Another myth is that an annulment takes years to adjudicate. The truth is that every annulment petition differs, and some take longer than others to resolve. Few take more than one year from start to finish.
Another myth is that an annulment is prohibitively expensive. The Diocese of Worcester has set a maximum fee of $450 for the entire process. Financial assistance is available.
Another myth is that anyone who applies for an annulment will be granted one. The truth is that Tribunals do deliver negative decisions. The burden of proof rests on the Petitioner, the person who applies for an annulment. The Catholic Church presumes that every marriage is a valid union, and there must be sufficient grounds for declaring otherwise.

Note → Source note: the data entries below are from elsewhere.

#![forbid(unsafe_code)]

//! Command table and its injected catalog.
//!
//! A [`CommandCatalog`] is plain configuration: locale-specific command names,
//! descriptions, static responses, the unknown-command text, and the date
//! format. [`CommandTable::from_catalog`] checks it once and builds a
//! case-insensitive lookup where every entry resolves to a [`CommandAction`].
//!
//! # Invariants
//!
//! 1. Every name listed by `help` resolves in the table.
//! 2. Names are unique ignoring case, non-empty, and contain no whitespace.
//! 3. A usable table always binds the `help` action.

use std::fmt;

use ahash::AHashMap;
use chrono::format::{Item, StrftimeItems};
use serde::{Deserialize, Serialize};
use unicode_width::UnicodeWidthStr;

/// Default `date` format (`Tue Mar  4 09:15:02 2025`).
pub const DEFAULT_DATE_FORMAT: &str = "%a %b %e %H:%M:%S %Y";

/// Default reply to an unrecognized command.
pub const DEFAULT_UNKNOWN_COMMAND: &str = "Command not found. Type 'help' for available commands.";

/// Gap between the padded name column and the description in `help` output.
const HELP_GAP: usize = 2;

/// Handler kind named by a catalog entry.
#[derive(Debug, Clone, Copy, PartialEq, Eq, Hash, Default, Serialize, Deserialize)]
#[serde(rename_all = "kebab-case")]
pub enum ActionKind {
    /// List the table.
    Help,
    /// Wipe the transcript.
    Clear,
    /// Repeat the arguments.
    Echo,
    /// Print the current local time.
    Date,
    /// Print the entry's fixed lines.
    #[default]
    Static,
}

impl ActionKind {
    /// Stable lowercase name.
    #[must_use]
    pub const fn as_str(self) -> &'static str {
        match self {
            Self::Help => "help",
            Self::Clear => "clear",
            Self::Echo => "echo",
            Self::Date => "date",
            Self::Static => "static",
        }
    }
}

/// One catalog entry.
#[derive(Debug, Clone, PartialEq, Eq, Serialize, Deserialize)]
pub struct CatalogEntry {
    /// Command name as typed (matched ignoring case).
    pub name: String,
    /// One-line description for `help`.
    pub description: String,
    /// Handler kind.
    #[serde(default)]
    pub action: ActionKind,
    /// Response lines for [`ActionKind::Static`]; ignored otherwise.
    #[serde(default, skip_serializing_if = "Vec::is_empty")]
    pub lines: Vec<String>,
}

impl CatalogEntry {
    /// Entry bound to a dynamic handler.
    #[must_use]
    pub fn builtin(name: &str, description: &str, action: ActionKind) -> Self {
        Self {
            name: name.to_owned(),
            description: description.to_owned(),
            action,
            lines: Vec::new(),
        }
    }

    /// Entry with a fixed response.
    #[must_use]
    pub fn fixed(name: &str, description: &str, lines: &[&str]) -> Self {
        Self {
            name: name.to_owned(),
            description: description.to_owned(),
            action: ActionKind::Static,
            lines: lines.iter().map(|&line| line.to_owned()).collect(),
        }
    }
}

/// Locale-specific command data injected by the host.
#[derive(Debug, Clone, PartialEq, Eq, Serialize, Deserialize)]
#[serde(default)]
pub struct CommandCatalog {
    /// Entries in `help` order.
    pub commands: Vec<CatalogEntry>,
    /// Single-line reply to any unrecognized command.
    pub unknown_command: String,
    /// `strftime` format used by `date`.
    pub date_format: String,
}

impl Default for CommandCatalog {
    /// The built-in English catalog.
    fn default() -> Self {
        Self {
            commands: vec![
                CatalogEntry::builtin("help", "Show available commands", ActionKind::Help),
                CatalogEntry::fixed(
                    "about",
                    "Who we are",
                    &[
                        "We design and build fast, secure software for the web.",
                        "Small team, senior engineers, no hand-offs.",
                    ],
                ),
                CatalogEntry::fixed(
                    "services",
                    "What we build",
                    &[
                        "- Web applications and APIs",
                        "- Cloud infrastructure and automation",
                        "- Security reviews and hardening",
                    ],
                ),
                CatalogEntry::fixed(
                    "projects",
                    "Recent work",
                    &["Browse case studies in the projects section below."],
                ),
                CatalogEntry::fixed(
                    "contact",
                    "How to reach us",
                    &["Use the contact form or write to hello@example.com."],
                ),
                CatalogEntry::builtin("echo", "Print the given text", ActionKind::Echo),
                CatalogEntry::builtin("date", "Show the current date and time", ActionKind::Date),
                CatalogEntry::builtin("clear", "Clear the terminal", ActionKind::Clear),
            ],
            unknown_command: DEFAULT_UNKNOWN_COMMAND.to_owned(),
            date_format: DEFAULT_DATE_FORMAT.to_owned(),
        }
    }
}

impl CommandCatalog {
    /// Check the catalog, reporting the first problem.
    pub fn check(&self) -> Result<(), CatalogError> {
        let mut seen: AHashMap<String, usize> = AHashMap::with_capacity(self.commands.len());
        for (index, entry) in self.commands.iter().enumerate() {
            if entry.name.is_empty() {
                return Err(CatalogError::EmptyName { index });
            }
            if entry.name.chars().any(char::is_whitespace) {
                return Err(CatalogError::WhitespaceInName {
                    name: entry.name.clone(),
                });
            }
            if seen.insert(entry.name.to_lowercase(), index).is_some() {
                return Err(CatalogError::DuplicateName {
                    name: entry.name.clone(),
                });
            }
        }
        if !self
            .commands
            .iter()
            .any(|entry| entry.action == ActionKind::Help)
        {
            return Err(CatalogError::MissingBuiltin {
                action: ActionKind::Help,
            });
        }
        if StrftimeItems::new(&self.date_format).any(|item| matches!(item, Item::Error)) {
            return Err(CatalogError::InvalidDateFormat {
                format: self.date_format.clone(),
            });
        }
        Ok(())
    }
}

/// A catalog that cannot be turned into a table.
#[derive(Debug, Clone, PartialEq, Eq)]
pub enum CatalogError {
    /// An entry has an empty name.
    EmptyName {
        /// Position in the catalog.
        index: usize,
    },
    /// A name contains whitespace and could never be typed as one word.
    WhitespaceInName {
        /// The offending name.
        name: String,
    },
    /// Two entries share a name ignoring case.
    DuplicateName {
        /// The second occurrence.
        name: String,
    },
    /// No entry binds a required handler.
    MissingBuiltin {
        /// The missing handler.
        action: ActionKind,
    },
    /// The date format has an unknown specifier.
    InvalidDateFormat {
        /// The rejected format.
        format: String,
    },
}

impl fmt::Display for CatalogError {
    fn fmt(&self, f: &mut fmt::Formatter<'_>) -> fmt::Result {
        match self {
            Self::EmptyName { index } => write!(f, "command #{index} has an empty name"),
            Self::WhitespaceInName { name } => {
                write!(f, "command name {name:?} contains whitespace")
            }
            Self::DuplicateName { name } => write!(f, "duplicate command name {name:?}"),
            Self::MissingBuiltin { action } => {
                write!(f, "no command is bound to the {} handler", action.as_str())
            }
            Self::InvalidDateFormat { format } => write!(f, "invalid date format {format:?}"),
        }
    }
}

impl std::error::Error for CatalogError {}

/// What a recognized command does.
#[derive(Debug, Clone, PartialEq, Eq)]
pub enum CommandAction {
    /// List every entry.
    Help,
    /// Wipe the transcript.
    Clear,
    /// Repeat the arguments joined by single spaces.
    Echo,
    /// Print the current local time.
    Date,
    /// Print fixed lines.
    Static(Vec<String>),
}

/// A resolved table entry.
#[derive(Debug, Clone, PartialEq, Eq)]
pub struct CommandSpec {
    name: String,
    description: String,
    action: CommandAction,
}

impl CommandSpec {
    /// Name as listed.
    #[must_use]
    pub fn name(&self) -> &str {
        &self.name
    }

    /// Description for `help`.
    #[must_use]
    pub fn description(&self) -> &str {
        &self.description
    }

    /// Handler.
    #[must_use]
    pub fn action(&self) -> &CommandAction {
        &self.action
    }
}

/// Closed, case-insensitive set of recognized commands.
#[derive(Debug, Clone)]
pub struct CommandTable {
    entries: Vec<CommandSpec>,
    index: AHashMap<String, usize>,
    unknown: Vec<String>,
    date_format: String,
}

impl Default for CommandTable {
    /// The built-in English table.
    fn default() -> Self {
        Self::build(CommandCatalog::default())
    }
}

impl CommandTable {
    /// Check `catalog` and build a table from it.
    pub fn from_catalog(catalog: CommandCatalog) -> Result<Self, CatalogError> {
        catalog.check()?;
        Ok(Self::build(catalog))
    }

    fn build(catalog: CommandCatalog) -> Self {
        let entries: Vec<CommandSpec> = catalog
            .commands
            .into_iter()
            .map(|entry| CommandSpec {
                action: match entry.action {
                    ActionKind::Help => CommandAction::Help,
                    ActionKind::Clear => CommandAction::Clear,
                    ActionKind::Echo => CommandAction::Echo,
                    ActionKind::Date => CommandAction::Date,
                    ActionKind::Static => CommandAction::Static(entry.lines),
                },
                name: entry.name,
                description: entry.description,
            })
            .collect();
        let index = entries
            .iter()
            .enumerate()
            .map(|(i, spec)| (spec.name.to_lowercase(), i))
            .collect();
        Self {
            entries,
            index,
            unknown: vec![catalog.unknown_command],
            date_format: catalog.date_format,
        }
    }

    /// Look up `name` ignoring case.
    #[must_use]
    pub fn lookup(&self, name: &str) -> Option<&CommandSpec> {
        self.index
            .get(&name.to_lowercase())
            .and_then(|&i| self.entries.get(i))
    }

    /// Entries in listing order.
    #[must_use]
    pub fn entries(&self) -> &[CommandSpec] {
        &self.entries
    }

    /// Number of entries.
    #[must_use]
    pub fn len(&self) -> usize {
        self.entries.len()
    }

    /// Whether the table is empty (never true for a checked catalog).
    #[must_use]
    pub fn is_empty(&self) -> bool {
        self.entries.is_empty()
    }

    /// Reply to an unrecognized command.
    #[must_use]
    pub fn unknown_response(&self) -> &[String] {
        &self.unknown
    }

    /// `strftime` format for `date`.
    #[must_use]
    pub fn date_format(&self) -> &str {
        &self.date_format
    }

    /// `help` output: one line per entry, names padded to a common display
    /// width.
    #[must_use]
    pub fn help_lines(&self) -> Vec<String> {
        let column = self
            .entries
            .iter()
            .map(|spec| spec.name.width())
            .max()
            .unwrap_or(0)
            + HELP_GAP;
        self.entries
            .iter()
            .map(|spec| {
                let pad = column.saturating_sub(spec.name.width());
                format!("{}{}{}", spec.name, " ".repeat(pad), spec.description)
            })
            .collect()
    }
}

The Tribunal will assist the Petitioner to understand what is needed to develop a case, but, if proof is lacking, the Tribunal will render a negative decision.
Another myth is that an ex-spouse must agree to an annulment. The truth is that both spouses have equal rights in an annulment proceeding, but that does not mean that the Respondent, the ex-spouse of the person who starts the annulment process, has to agree to an annulment. The truth is that the Tribunal judges can grant an annulment even if the ex-spouse adamantly opposes an annulment. It is a myth that both spouses have to agree to an annulment.

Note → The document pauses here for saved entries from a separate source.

#![forbid(unsafe_code)]

//! Pseudo-random source for decorative effects.
//!
//! Production visuals may run unseeded; every test seeds explicitly so spawn
//! and trigger probabilities are reproducible.

use std::ops::Range;

use rand::rngs::SmallRng;
use rand::{Rng, SeedableRng};

/// Small, fast RNG shared by the decorative subsystems.
#[derive(Debug, Clone)]
pub struct FxRng {
    inner: SmallRng,
    seed: Option<u64>,
}

impl FxRng {
    /// Deterministic generator from an explicit seed.
    #[must_use]
    pub fn seeded(seed: u64) -> Self {
        Self {
            inner: SmallRng::seed_from_u64(seed),
            seed: Some(seed),
        }
    }

    /// Generator seeded from OS entropy.
    #[must_use]
    pub fn from_entropy() -> Self {
        Self {
            inner: SmallRng::from_os_rng(),
            seed: None,
        }
    }

    /// Seeded when `seed` is given, entropy otherwise.
    #[must_use]
    pub fn from_optional_seed(seed: Option<u64>) -> Self {
        seed.map_or_else(Self::from_entropy, Self::seeded)
    }

    /// Seed this generator was built from, if any.
    #[must_use]
    pub fn seed(&self) -> Option<u64> {
        self.seed
    }

    /// Derive an independent generator for a child subsystem.
    ///
    /// Seeded parents produce seeded children, so a single session seed
    /// reproduces every subsystem.
    #[must_use]
    pub fn fork(&mut self, salt: u64) -> Self {
        match self.seed {
            Some(seed) => Self::seeded(seed ^ salt.wrapping_mul(0x9E37_79B9_7F4A_7C15)),
            None => Self {
                inner: SmallRng::seed_from_u64(self.inner.random::<u64>() ^ salt),
                seed: None,
            },
        }
    }

    /// `true` with probability `p` (clamped to `[0, 1]`; NaN is never).
    pub fn chance(&mut self, p: f64) -> bool {
        if p.is_nan() || p <= 0.0 {
            return false;
        }
        if p >= 1.0 {
            return true;
        }
        self.inner.random_bool(p)
    }

    /// Uniform `f32` in `range`; returns `range.start` for an empty or
    /// unbounded range.
    pub fn range_f32(&mut self, range: Range<f32>) -> f32 {
        if !(range.start < range.end && (range.end - range.start).is_finite()) {
            return range.start;
        }
        self.inner.random_range(range)
    }

    /// Uniform `u32` in `range`; returns `range.start` for an empty range.
    pub fn range_u32(&mut self, range: Range<u32>) -> u32 {
        if range.start >= range.end {
            return range.start;
        }
        self.inner.random_range(range)
    }

    /// Uniform index below `len`; `None` when `len == 0`.
    pub fn index(&mut self, len: usize) -> Option<usize> {
        (len > 0).then(|| self.inner.random_range(0..len))
    }
}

Another myth is that the Tribunal is like a courtroom, with judges, witnesses, lawyers, and cross examinations. Though a Court of Law for the Church, a tribunal differs greatly from a civil courtroom. Most of the work is done in writing, and there are no emotional courtroom scenes or dramatic cross examinations by opposing lawyers as in movies or on television.
Another myth is that an annulment must be granted by the Church before a civil divorce can be sought. The opposite is true. A civil divorce must occur before a person petitions the Tribunal for an Ecclesiastical Declaration of Nullity. If there has been no civil action and there is the slightest hope of reconciliation, the Tribunal strongly urges the couple to reconcile their differences.
To petition for a Declaration of Nullity, either party contacts his or her parish priest or the Tribunal directly at 508-791-7171. At the Tribunal Office, the Petitioner meets a staff member who will review the overall process and offer advice on next steps. If the Petitioner chooses to proceed, he or she will complete a petition and offer the Tribunal the names of up to four witnesses to corroborate the testimony. The witnesses are people who know the couple and the challenges of the marriage; they are not marital professionals. Anyone, including relatives and friends, who knew the Petitioner and/or the former spouse may act as a witness. Children born of the marriage generally are not asked to be witnesses. The Tribunal may also attempt to collect other helpful data, such as statements from clinicians, hospitals, law enforcement agencies, etc. In order to obtain this information, the Petitioner must sign release forms.
I hope that some of these words have clarified the truth of annulments and dispelled some myths.